When we pay our monthly bills at home, we follow a budget and spend only what we bring in. So when our budgets get lean and we have to cut back, we look at unnecessary spending.
Maybe that means we buy hamburger instead of steak. We get generic items instead of name-brand items.
The federal government has a chance to cut $2 billion annually for the next decade by rescinding government subsidies to the five largest oil companies in the world, according to a bill sponsored by Sen. Claire McCaskill, D-Mo.
BP, Chevron, ConocoPhillips, Exxon and Shell reported profits of $32 billion in the first quarter alone. So we support McCaskill’s idea to get those subsidies back.
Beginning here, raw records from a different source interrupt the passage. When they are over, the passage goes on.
//! DrawingML chart part for a native Word bar chart.

use crate::xml::{NS_A, NS_C, NS_R, escape_xml};
use brief_chart::{BarChart, Palette};
use std::fmt::Write;

/// Gap between bars as a percentage of bar width; 67 leaves bars at 60% of
/// their category slot.
const GAP_WIDTH: u32 = 67;

fn rich_text(xml: &mut String, text: &str, size_hundredths: u32, bold: bool, rotate: Option<i32>) {
    let _ = write!(xml, "<c:tx><c:rich>");
    match rotate {
        Some(rot) => {
            let _ = write!(xml, r#"<a:bodyPr rot="{rot}" vert="horz"/>"#);
        }
        None => xml.push_str("<a:bodyPr/>"),
    }
    let _ = write!(
        xml,
        r#"<a:lstStyle/><a:p><a:pPr><a:defRPr sz="{size_hundredths}" b="{b}"/></a:pPr><a:r><a:rPr lang="en-US" sz="{size_hundredths}" b="{b}"/><a:t>{}</a:t></a:r></a:p></c:rich></c:tx>"#,
        escape_xml(text),
        b = u8::from(bold),
    );
}

/// Serializes `chart` as a clustered column chart with literal data.
pub(crate) fn chart_xml(chart: &BarChart, palette: &Palette) -> String {
    let bar_color = chart.color.unwrap_or(palette.primary).hex();
    let grid_color = palette.connector.hex();
    let text_color = palette.text.hex();
    let (step, axis_max) = chart.value_axis();

    let mut xml = String::with_capacity(4096);
    let _ = write!(
        xml,
        r#"<?xml version="1.0" encoding="UTF-8" standalone="yes"?>
<c:chartSpace xmlns:c="{NS_C}" xmlns:a="{NS_A}" xmlns:r="{NS_R}"><c:date1904 val="0"/><c:lang val="en-US"/><c:roundedCorners val="0"/><c:chart><c:title>"#
    );
    rich_text(&mut xml, &chart.title, 1400, true, None);
    xml.push_str(r#"<c:overlay val="0"/></c:title><c:autoTitleDeleted val="0"/><c:plotArea><c:layout/>"#);

    let _ = write!(
        xml,
        r#"<c:barChart><c:barDir val="col"/><c:grouping val="clustered"/><c:varyColors val="0"/><c:ser><c:idx val="0"/><c:order val="0"/><c:tx><c:v>{}</c:v></c:tx><c:spPr><a:solidFill><a:srgbClr val="{bar_color}"/></a:solidFill></c:spPr><c:invertIfNegative val="0"/>"#,
        escape_xml(&chart.y_label)
    );

    let count = chart.points.len();
    let _ = write!(xml, r#"<c:cat><c:strLit><c:ptCount val="{count}"/>"#);
    for (i, point) in chart.points.iter().enumerate() {
        let _ = write!(xml, r#"<c:pt idx="{i}"><c:v>{}</c:v></c:pt>"#, escape_xml(&point.label));
    }
    xml.push_str("</c:strLit></c:cat>");

    let _ = write!(
        xml,
        r#"<c:val><c:numLit><c:formatCode>General</c:formatCode><c:ptCount val="{count}"/>"#
    );
    for (i, point) in chart.points.iter().enumerate() {
        let _ = write!(xml, r#"<c:pt idx="{i}"><c:v>{}</c:v></c:pt>"#, point.value);
    }
    xml.push_str("</c:numLit></c:val></c:ser>");

    let _ = write!(
        xml,
        r#"<c:gapWidth val="{GAP_WIDTH}"/><c:axId val="1"/><c:axId val="2"/></c:barChart>"#
    );

    // Category axis
    let _ = write!(
        xml,
        r#"<c:catAx><c:axId val="1"/><c:scaling><c:orientation val="minMax"/></c:scaling><c:delete val="0"/><c:axPos val="b"/><c:numFmt formatCode="General" sourceLinked="0"/><c:majorTickMark val="none"/><c:minorTickMark val="none"/><c:tickLblPos val="nextTo"/><c:spPr><a:ln w="9525"><a:solidFill><a:srgbClr val="{grid_color}"/></a:solidFill></a:ln></c:spPr><c:txPr><a:bodyPr/><a:lstStyle/><a:p><a:pPr><a:defRPr sz="900"><a:solidFill><a:srgbClr val="{text_color}"/></a:solidFill></a:defRPr></a:pPr><a:endParaRPr lang="en-US"/></a:p></c:txPr><c:crossAx val="2"/><c:crosses val="autoZero"/><c:auto val="1"/><c:lblAlgn val="ctr"/><c:lblOffset val="100"/><c:noMultiLvlLbl val="0"/></c:catAx>"#
    );

    // Value axis with dashed gridlines
    let _ = write!(
        xml,
        r#"<c:valAx><c:axId val="2"/><c:scaling><c:orientation val="minMax"/><c:max val="{axis_max}"/><c:min val="0"/></c:scaling><c:delete val="0"/><c:axPos val="l"/><c:majorGridlines><c:spPr><a:ln w="6350"><a:solidFill><a:srgbClr val="{grid_color}"><a:alpha val="30000"/></a:srgbClr></a:solidFill><a:prstDash val="dash"/></a:ln></c:spPr></c:majorGridlines><c:title>"#
    );
    rich_text(&mut xml, &chart.y_label, 1000, false, Some(-5_400_000));
    let _ = write!(
        xml,
        r#"<c:overlay val="0"/></c:title><c:numFmt formatCode="General" sourceLinked="0"/><c:majorTickMark val="none"/><c:minorTickMark val="none"/><c:tickLblPos val="nextTo"/><c:spPr><a:ln><a:noFill/></a:ln></c:spPr><c:crossAx val="1"/><c:crosses val="autoZero"/><c:crossBetween val="between"/><c:majorUnit val="{step}"/></c:valAx>"#
    );

    xml.push_str(
        r#"</c:plotArea><c:plotVisOnly val="1"/><c:dispBlanksAs val="gap"/></c:chart><c:spPr><a:noFill/><a:ln><a:noFill/></a:ln></c:spPr></c:chartSpace>"#,
    );
    xml
}

#[cfg(test)]
mod tests {
    use super::*;
    use brief_chart::DataPoint;

    #[test]
    fn chart_carries_series_and_axis_scale() {
        let chart = BarChart::operational_costs("Contoso");
        let xml = chart_xml(&chart, &Palette::default());

        assert!(xml.contains(r#"<c:barDir val="col"/>"#));
        assert!(xml.contains(r#"<a:srgbClr val="004C6D"/>"#));
        assert!(xml.contains(r#"<c:pt idx="3"><c:v>2025 (Est)</c:v></c:pt>"#));
        assert!(xml.contains(r#"<c:pt idx="0"><c:v>12.5</c:v></c:pt>"#));
        assert!(xml.contains(r#"<c:max val="20"/>"#));
        assert!(xml.contains(r#"<c:majorUnit val="5"/>"#));
        assert!(xml.contains(r#"<a:prstDash val="dash"/>"#));
        assert!(xml.contains("Contoso: Rising Operational Costs"));
    }

    #[test]
    fn labels_are_escaped() {
        let chart = BarChart::new("P&L <trend>", "USD", vec![DataPoint::new("Q1 & Q2", 3.0)]);
        let xml = chart_xml(&chart, &Palette::default());
        assert!(xml.contains("P&amp;L &lt;trend&gt;"));
        assert!(xml.contains("Q1 &amp; Q2"));
    }
}
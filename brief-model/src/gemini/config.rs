//! Configuration types for the Gemini provider.

use serde::{Deserialize, Serialize};

/// Default Generative Language API base URL.
pub const GEMINI_API_BASE: &str = "https://generativelanguage.googleapis.com/v1beta";

/// Configuration for the Gemini API.
///
/// # Example
///
/// ```rust
/// use brief_model::GeminiConfig;
///
/// let config = GeminiConfig::new("your-api-key", "models/gemini-2.5-pro");
/// assert_eq!(config.model_id(), "gemini-2.5-pro");
/// ```
#[derive(Debug, Clone, Serialize, Deserialize)]
pub struct GeminiConfig {
    /// Gemini API key.
    pub api_key: String,
    /// Model name, with or without the `models/` prefix.
    pub model: String,
    /// Optional custom base URL.
    #[serde(skip_serializing_if = "Option::is_none")]
    pub base_url: Option<String>,
    #[serde(skip_serializing_if = "Option::is_none")]
    pub temperature: Option<f32>,
    #[serde(skip_serializing_if = "Option::is_none")]
    pub max_output_tokens: Option<i32>,
    /// Whole-request timeout in seconds.
    pub timeout_secs: u64,
}

impl Default for GeminiConfig {
    fn default() -> Self {
        Self {
            api_key: String::new(),
            model: "gemini-2.5-pro".to_string(),
            base_url: None,
            temperature: None,
            max_output_tokens: None,
            timeout_secs: 300,
        }
    }
}

impl GeminiConfig {
    pub fn new(api_key: impl Into<String>, model: impl Into<String>) -> Self {
        Self { api_key: api_key.into(), model: model.into(), ..Default::default() }
    }

    pub fn with_base_url(mut self, base_url: impl Into<String>) -> Self {
        self.base_url = Some(base_url.into());
        self
    }

    pub fn with_temperature(mut self, temperature: f32) -> Self {
        self.temperature = Some(temperature);
        self
    }

    pub fn with_max_output_tokens(mut self, max_output_tokens: i32) -> Self {
        self.max_output_tokens = Some(max_output_tokens);
        self
    }

    pub fn with_timeout_secs(mut self, timeout_secs: u64) -> Self {
        self.timeout_secs = timeout_secs;
        self
    }

    pub fn effective_base_url(&self) -> &str {
        self.base_url.as_deref().unwrap_or(GEMINI_API_BASE)
    }

    /// Model id without the `models/` resource prefix.
    pub fn model_id(&self) -> &str {
        self.model.strip_prefix("models/").unwrap_or(&self.model)
    }
}
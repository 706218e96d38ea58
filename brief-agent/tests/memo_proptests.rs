use brief_agent::{StrategyMemo, parse_memo};
use proptest::prelude::*;

fn memo_json(title: &str, summary: &str) -> String {
    serde_json::json!({
        "title": title,
        "executive_summary": summary,
        "problem_statement": "p",
        "solution_architecture": "s",
        "roi_analysis": "r",
        "implementation_plan": "i"
    })
    .to_string()
}

proptest! {
    #[test]
    fn memo_survives_fences_and_surrounding_chatter(
        title in "[^`]{0,40}",
        summary in "[^`]{0,200}",
        prefix in "[^{}`]{0,40}",
        suffix in "[^{}`]{0,40}",
        fenced in any::<bool>(),
    ) {
        let json = memo_json(&title, &summary);
        let reply = if fenced {
            format!("{prefix}```json\n{json}\n```{suffix}")
        } else {
            format!("{prefix}{json}{suffix}")
        };

        let memo = parse_memo(&reply).unwrap();
        prop_assert_eq!(memo.title, title);
        prop_assert_eq!(memo.executive_summary, summary);
    }

    #[test]
    fn arbitrary_text_never_panics(reply in ".{0,300}") {
        let _ = parse_memo(&reply);
    }

    #[test]
    fn fallback_title_names_company(company in "[A-Za-z0-9 &.-]{1,30}") {
        let memo = StrategyMemo::fallback(&company);
        prop_assert_eq!(memo.title, format!("AI Transformation Strategy for {company}"));
    }
}
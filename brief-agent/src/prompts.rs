use serde::{Deserialize, Serialize};

/// Research prompt. Variables: `{company}`, `{year}`.
pub const DEFAULT_RESEARCH_PROMPT: &str = "Conduct a deep forensic audit of {company} for {year}.
1. Identify the single biggest Operational or Financial bottleneck (must be >$100M impact).
2. Provide real 2024-2025 financial data points related to this bottleneck.
3. Find specific technical debt or legacy system issues causing this.
Output purely factual data.";

/// Strategy prompt. Variables: `{company}`, `{research}`, `{year}`.
///
/// The JSON skeleton is literal text: brace groups that are not identifiers
/// pass through prompt rendering untouched.
pub const DEFAULT_STRATEGY_PROMPT: &str = r#"You are a Senior Partner at a top-tier strategy consultancy in {year}.
Based on this research for {company}: {research}

Write a Strategic Memo strictly in this JSON format:
{
  "title": "The Strategic Theme",
  "executive_summary": "300 word punchy summary for the CEO.",
  "problem_statement": "Deep dive into the $100M pain point. Use numbers.",
  "solution_architecture": "Technical description of the Multi-Agent AI System to fix it.",
  "roi_analysis": "Conservative financial projection of savings/growth.",
  "implementation_plan": "Phase 1 (Month 1-2), Phase 2 (Month 3-4), Phase 3 (Month 5-6).",
  "financials": [{"label": "2024", "value": 14.8}]
}
The "financials" list is optional: include it only with real yearly figures in billions of dollars.
Reply with the JSON object only."#;

/// Prompt templates for the two model calls.
#[derive(Debug, Clone, PartialEq, Eq, Serialize, Deserialize)]
#[serde(default)]
pub struct Prompts {
    pub research: String,
    pub strategy: String,
}

impl Default for Prompts {
    fn default() -> Self {
        Self {
            research: DEFAULT_RESEARCH_PROMPT.to_string(),
            strategy: DEFAULT_STRATEGY_PROMPT.to_string(),
        }
    }
}
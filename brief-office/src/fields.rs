use regex::Regex;
use std::collections::BTreeMap;
use std::sync::OnceLock;

static PLACEHOLDER_REGEX: OnceLock<Regex> = OnceLock::new();

/// Matches `{{key}}`, tolerating spaces inside the braces.
pub(crate) fn placeholder_regex() -> &'static Regex {
    PLACEHOLDER_REGEX
        .get_or_init(|| Regex::new(r"\{\{\s*([A-Za-z_][A-Za-z0-9_]*)\s*\}\}").expect("Invalid regex pattern"))
}

/// Values substituted for `{{key}}` placeholders in a Word template.
#[derive(Debug, Clone, Default, PartialEq, Eq)]
pub struct TemplateFields {
    values: BTreeMap<String, String>,
}

impl TemplateFields {
    pub fn new() -> Self {
        Self::default()
    }

    pub fn insert(&mut self, key: impl Into<String>, value: impl Into<String>) {
        self.values.insert(key.into(), value.into());
    }

    pub fn with(mut self, key: impl Into<String>, value: impl Into<String>) -> Self {
        self.insert(key, value);
        self
    }

    pub fn get(&self, key: &str) -> Option<&str> {
        self.values.get(key).map(String::as_str)
    }

    pub fn keys(&self) -> impl Iterator<Item = &str> {
        self.values.keys().map(String::as_str)
    }

    pub fn len(&self) -> usize {
        self.values.len()
    }

    pub fn is_empty(&self) -> bool {
        self.values.is_empty()
    }

    /// The key when `text` is exactly one placeholder, ignoring surrounding
    /// whitespace.
    pub(crate) fn sole_placeholder(text: &str) -> Option<&str> {
        let captures = placeholder_regex().captures(text.trim())?;
        let whole = captures.get(0)?;
        (whole.start() == 0 && whole.end() == text.trim().len())
            .then(|| captures.get(1).map(|m| m.as_str()))
            .flatten()
    }

    /// Replaces every known placeholder in `text`. Returns the new text and
    /// the keys that had no value.
    pub(crate) fn substitute(&self, text: &str) -> (String, Vec<String>) {
        let mut unknown = Vec::new();
        let replaced = placeholder_regex().replace_all(text, |caps: &regex::Captures<'_>| {
            match self.get(&caps[1]) {
                Some(value) => value.to_string(),
                None => {
                    unknown.push(caps[1].to_string());
                    caps[0].to_string()
                }
            }
        });
        (replaced.into_owned(), unknown)
    }
}

impl<K: Into<String>, V: Into<String>> FromIterator<(K, V)> for TemplateFields {
    fn from_iter<T: IntoIterator<Item = (K, V)>>(iter: T) -> Self {
        let mut fields = Self::new();
        for (key, value) in iter {
            fields.insert(key, value);
        }
        fields
    }
}
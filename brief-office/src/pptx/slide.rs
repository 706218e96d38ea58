//! Placeholder lookup and in-place edits on a single slide part.

use crate::xml::{NS_A, NS_R, attribute, escape_xml, xml_error};
use brief_core::{BriefError, Result};
use quick_xml::Reader;
use quick_xml::events::{BytesStart, Event};
use std::ops::Range;

/// Placeholder types that never receive body text.
const NON_BODY_TYPES: [&str; 5] = ["title", "ctrTitle", "dt", "ftr", "sldNum"];
const DEFAULT_RUN_PROPERTIES: &str = r#"<a:rPr lang="en-US" dirty="0"/>"#;

/// A `p:sp` carrying a `p:ph` placeholder marker.
#[derive(Debug, Clone, PartialEq)]
pub(crate) struct PlaceholderShape {
    pub span: Range<usize>,
    pub kind: Option<String>,
    pub idx: Option<u32>,
    pub text_body: Option<Range<usize>>,
}

impl PlaceholderShape {
    /// A `p:ph` without `idx` is index 0.
    fn index(&self) -> u32 {
        self.idx.unwrap_or(0)
    }

    fn is_title(&self) -> bool {
        matches!(self.kind.as_deref(), Some("title" | "ctrTitle"))
    }

    fn is_body(&self) -> bool {
        let kind = self.kind.as_deref().unwrap_or_default();
        self.index() != 0 && !NON_BODY_TYPES.contains(&kind)
    }
}

/// What a slide part offers for filling.
#[derive(Debug, Default)]
pub(crate) struct SlideLayout {
    pub placeholders: Vec<PlaceholderShape>,
    pub max_shape_id: u32,
    /// Offset of `</p:spTree>`.
    pub tree_end: Option<usize>,
}

impl SlideLayout {
    pub fn title(&self) -> Option<&PlaceholderShape> {
        self.placeholders
            .iter()
            .find(|p| p.is_title())
            .or_else(|| self.placeholders.iter().find(|p| p.index() == 0))
    }

    pub fn body(&self) -> Option<&PlaceholderShape> {
        self.placeholders.iter().find(|p| p.is_body())
    }
}

#[derive(Default)]
struct OpenShape {
    start: usize,
    kind: Option<String>,
    idx: Option<u32>,
    has_placeholder: bool,
    text_start: Option<usize>,
    text_body: Option<Range<usize>>,
}

impl OpenShape {
    fn mark_placeholder(&mut self, ph: &BytesStart<'_>) {
        self.has_placeholder = true;
        self.kind = attribute(ph, b"type");
        self.idx = attribute(ph, b"idx").and_then(|v| v.parse().ok());
    }
}

pub(crate) fn scan_slide(xml: &str) -> Result<SlideLayout> {
    let mut reader = Reader::from_str(xml);
    let mut layout = SlideLayout::default();
    let mut shape: Option<OpenShape> = None;

    loop {
        let before = reader.buffer_position() as usize;
        let event = reader.read_event().map_err(|e| xml_error("malformed slide", e))?;
        let after = reader.buffer_position() as usize;
        match event {
            Event::Start(e) => match e.name().as_ref() {
                b"p:sp" => shape = Some(OpenShape { start: before, ..Default::default() }),
                b"p:ph" => {
                    if let Some(open) = shape.as_mut() {
                        open.mark_placeholder(&e);
                    }
                }
                b"p:txBody" => {
                    if let Some(open) = shape.as_mut() {
                        open.text_start = Some(before);
                    }
                }
                b"p:cNvPr" => layout.max_shape_id = layout.max_shape_id.max(shape_id(&e)),
                _ => {}
            },
            Event::Empty(e) => match e.name().as_ref() {
                b"p:ph" => {
                    if let Some(open) = shape.as_mut() {
                        open.mark_placeholder(&e);
                    }
                }
                b"p:cNvPr" => layout.max_shape_id = layout.max_shape_id.max(shape_id(&e)),
                _ => {}
            },
            Event::End(e) => match e.name().as_ref() {
                b"p:txBody" => {
                    if let Some(open) = shape.as_mut() {
                        open.text_body = open.text_start.take().map(|start| start..after);
                    }
                }
                b"p:sp" => {
                    if let Some(open) = shape.take().filter(|s| s.has_placeholder) {
                        layout.placeholders.push(PlaceholderShape {
                            span: open.start..after,
                            kind: open.kind,
                            idx: open.idx,
                            text_body: open.text_body,
                        });
                    }
                }
                b"p:spTree" => layout.tree_end = Some(before),
                _ => {}
            },
            Event::Eof => break,
            _ => {}
        }
    }
    Ok(layout)
}

fn shape_id(element: &BytesStart<'_>) -> u32 {
    attribute(element, b"id").and_then(|v| v.parse().ok()).unwrap_or(0)
}

/// Pieces of an existing `p:txBody` worth keeping.
#[derive(Debug, Default, PartialEq)]
struct TextBodyParts<'a> {
    body_properties: Option<&'a str>,
    list_style: Option<&'a str>,
    run_properties: Option<&'a str>,
}

#[derive(Clone, Copy)]
enum Kept {
    BodyProperties,
    ListStyle,
    RunProperties,
}

impl Kept {
    fn from_name(name: &[u8]) -> Option<Self> {
        match name {
            b"a:bodyPr" => Some(Kept::BodyProperties),
            b"a:lstStyle" => Some(Kept::ListStyle),
            b"a:rPr" => Some(Kept::RunProperties),
            _ => None,
        }
    }

    fn name(self) -> &'static [u8] {
        match self {
            Kept::BodyProperties => b"a:bodyPr",
            Kept::ListStyle => b"a:lstStyle",
            Kept::RunProperties => b"a:rPr",
        }
    }
}

impl<'a> TextBodyParts<'a> {
    fn keep(&mut self, kind: Kept, slice: &'a str) {
        let slot = match kind {
            Kept::BodyProperties => &mut self.body_properties,
            Kept::ListStyle => &mut self.list_style,
            Kept::RunProperties => &mut self.run_properties,
        };
        // First occurrence wins.
        slot.get_or_insert(slice);
    }
}

fn scan_text_body(xml: &str) -> Result<TextBodyParts<'_>> {
    let mut reader = Reader::from_str(xml);
    let mut parts = TextBodyParts::default();
    let mut open: Option<(Kept, usize)> = None;

    loop {
        let before = reader.buffer_position() as usize;
        let event = reader.read_event().map_err(|e| xml_error("malformed text body", e))?;
        let after = reader.buffer_position() as usize;
        match event {
            Event::Start(e) if open.is_none() => {
                open = Kept::from_name(e.name().as_ref()).map(|kind| (kind, before));
            }
            Event::Empty(e) if open.is_none() => {
                if let Some(kind) = Kept::from_name(e.name().as_ref()) {
                    parts.keep(kind, &xml[before..after]);
                }
            }
            Event::End(e) => {
                if let Some((kind, start)) = open {
                    if e.name().as_ref() == kind.name() {
                        parts.keep(kind, &xml[start..after]);
                        open = None;
                    }
                }
            }
            Event::Eof => break,
            _ => {}
        }
    }
    Ok(parts)
}

/// Drops a leading bullet marker; the layout supplies its own bullets.
fn strip_bullet(line: &str) -> &str {
    let trimmed = line.trim_start();
    ["- ", "* ", "• "]
        .iter()
        .find_map(|marker| trimmed.strip_prefix(marker))
        .unwrap_or(trimmed)
        .trim_end()
}

/// A new `p:txBody` for `shape` holding one paragraph per non-blank line.
pub(crate) fn text_body_xml(slide: &str, shape: &PlaceholderShape, text: &str) -> Result<String> {
    let existing = match &shape.text_body {
        Some(range) => scan_text_body(&slide[range.clone()])?,
        None => TextBodyParts::default(),
    };
    let run_properties = existing.run_properties.unwrap_or(DEFAULT_RUN_PROPERTIES);

    let mut xml = String::from("<p:txBody>");
    xml.push_str(existing.body_properties.unwrap_or("<a:bodyPr/>"));
    xml.push_str(existing.list_style.unwrap_or("<a:lstStyle/>"));

    let mut paragraphs = 0;
    for line in text.lines().map(strip_bullet).filter(|l| !l.is_empty()) {
        xml.push_str(&format!(
            "<a:p><a:r>{run_properties}<a:t>{}</a:t></a:r></a:p>",
            escape_xml(line)
        ));
        paragraphs += 1;
    }
    if paragraphs == 0 {
        xml.push_str("<a:p/>");
    }
    xml.push_str("</p:txBody>");
    Ok(xml)
}

/// The edit that fills `shape` with `text`: either a replacement of its text
/// body or an insertion just before `</p:sp>`.
pub(crate) fn fill_edit(slide: &str, shape: &PlaceholderShape, text: &str) -> Result<(Range<usize>, String)> {
    let body = text_body_xml(slide, shape, text)?;
    let range = match &shape.text_body {
        Some(range) => range.clone(),
        None => {
            let close = slide[shape.span.clone()]
                .rfind("</p:sp>")
                .ok_or_else(|| BriefError::Template("placeholder shape is not closed".to_string()))?;
            let at = shape.span.start + close;
            at..at
        }
    };
    Ok((range, body))
}

/// Position and size in EMU.
#[derive(Debug, Clone, Copy, PartialEq, Eq)]
pub(crate) struct Frame {
    pub x: i64,
    pub y: i64,
    pub cx: i64,
    pub cy: i64,
}

impl Frame {
    /// Right-hand picture area: 45% of the slide width starting at 52%,
    /// 25% down, shrunk to stay above the bottom 5%.
    pub fn picture_area(slide_cx: i64, slide_cy: i64, aspect_ratio: f64) -> Self {
        let x = (slide_cx as f64 * 0.52).round() as i64;
        let y = (slide_cy as f64 * 0.25).round() as i64;
        let mut cx = slide_cx as f64 * 0.45;
        let mut cy = cx * aspect_ratio;
        let max_cy = slide_cy as f64 * 0.95 - y as f64;
        if cy > max_cy {
            cy = max_cy;
            cx = cy / aspect_ratio;
        }
        Self { x, y, cx: cx.round() as i64, cy: cy.round() as i64 }
    }
}

pub(crate) fn picture_xml(id: u32, name: &str, rel_id: &str, frame: Frame) -> String {
    let Frame { x, y, cx, cy } = frame;
    format!(
        r#"<p:pic xmlns:a="{NS_A}" xmlns:r="{NS_R}"><p:nvPicPr><p:cNvPr id="{id}" name="{}"/><p:cNvPicPr><a:picLocks noChangeAspect="1"/></p:cNvPicPr><p:nvPr/></p:nvPicPr><p:blipFill><a:blip r:embed="{rel_id}"/><a:stretch><a:fillRect/></a:stretch></p:blipFill><p:spPr><a:xfrm><a:off x="{x}" y="{y}"/><a:ext cx="{cx}" cy="{cy}"/></a:xfrm><a:prstGeom prst="rect"><a:avLst/></a:prstGeom></p:spPr></p:pic>"#,
        escape_xml(name)
    )
}

/// Applies non-overlapping edits, back to front so offsets stay valid.
pub(crate) fn apply_edits(xml: &str, mut edits: Vec<(Range<usize>, String)>) -> String {
    edits.sort_by(|a, b| b.0.start.cmp(&a.0.start));
    let mut out = xml.to_string();
    for (range, replacement) in edits {
        out.replace_range(range, &replacement);
    }
    out
}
A similar idea in the House calls for scaling back even more of the $4.4 billion in annual tax breaks available to all oil companies. We favor McCaskill’s approach, because it leaves smaller businesses alone.
In fact, that’s the biggest thing we like about McCaskill’s bill: It is meant to stop giving money to entities that are making their own money hand over foot.
Opponents of the bill suggest that this is just a cheap attempt to get headlines and score political points by taking advantage of how we’re all fuming over gas prices. They also say it’s an attempt to punish “Big Oil.” Sen. Mary Landrieu, D-La., says the bill could cost jobs and raise the price at the pump even higher.
We are skeptical that the companies would be hurt by the loss of the subsidies.
An Associated Press analysis suggests that the price of oil is so high that removing all of the tax breaks for oil productions (not just McCaskill’s targets) would barely have an effect on oil production.
This is not class warfare. This is not political. It’s not punishment for pain at the pump.
It’s a good, common-sense idea to help our ultimate goal of reducing government spending.